WHAT THE TASK REQUIRES
Look through the records and copy each line with the string "written" in it.

○ ○ ○ ○ ○

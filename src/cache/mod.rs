//! Page cache for fetched articles
//!
//! This module handles everything that touches the cache directory:
//! - Deriving the cache filename of a URL
//! - The `CacheStore` trait and its directory-backed implementation
//! - Per-source cache statistics for the `--stats` report

mod fs_store;
mod key;
mod traits;

pub use fs_store::FsCacheStore;
pub use key::{derive_key, is_valid_key, CACHE_SUFFIX};
pub use traits::{CacheEntryInfo, CacheError, CacheResult, CacheStore};

use chrono::{DateTime, Utc};

/// Summary of the cached pages of one source
#[derive(Debug, Clone, Default, PartialEq, Eq)]
pub struct SourceCacheStats {
    /// Number of cached pages
    pub entries: usize,

    /// Modification time of the most recently written page
    pub newest: Option<DateTime<Utc>>,

    /// Total size of all pages in bytes
    pub total_bytes: u64,
}

impl SourceCacheStats {
    /// Minutes since the newest page was written
    pub fn age_minutes(&self, now: DateTime<Utc>) -> Option<i64> {
        self.newest.map(|newest| (now - newest).num_minutes())
    }

    /// Total size in megabytes
    pub fn total_megabytes(&self) -> f64 {
        self.total_bytes as f64 / (1024.0 * 1024.0)
    }
}

/// Collects statistics for every cached page whose key starts with `key_prefix`
pub fn source_stats(store: &dyn CacheStore, key_prefix: &str) -> CacheResult<SourceCacheStats> {
    let entries = store.list(key_prefix)?;

    Ok(SourceCacheStats {
        entries: entries.len(),
        newest: entries.iter().map(|e| e.modified).max(),
        total_bytes: entries.iter().map(|e| e.size).sum(),
    })
}

#[cfg(test)]
mod tests {
    use super::*;
    use tempfile::TempDir;

    #[test]
    fn test_source_stats() {
        let dir = TempDir::new().unwrap();
        let store = FsCacheStore::open(dir.path()).unwrap();
        store.write("bbc_one.html", &[0u8; 1024]).unwrap();
        store.write("bbc_two.html", &[0u8; 2048]).unwrap();
        store.write("guardian_one.html", b"x").unwrap();

        let stats = source_stats(&store, "bbc_").unwrap();
        assert_eq!(stats.entries, 2);
        assert_eq!(stats.total_bytes, 3072);
        assert!(stats.newest.is_some());
        assert!(stats.age_minutes(Utc::now()).unwrap() <= 1);
    }

    #[test]
    fn test_source_stats_empty() {
        let dir = TempDir::new().unwrap();
        let store = FsCacheStore::open(dir.path()).unwrap();

        let stats = source_stats(&store, "bbc_").unwrap();
        assert_eq!(stats, SourceCacheStats::default());
        assert_eq!(stats.age_minutes(Utc::now()), None);
        assert_eq!(stats.total_megabytes(), 0.0);
    }
}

○ ○ ○ ○ ○

ANSWER TO THIS PROBLEM
    /// Modification time of the most recently written page
    /// Minutes since the newest page was written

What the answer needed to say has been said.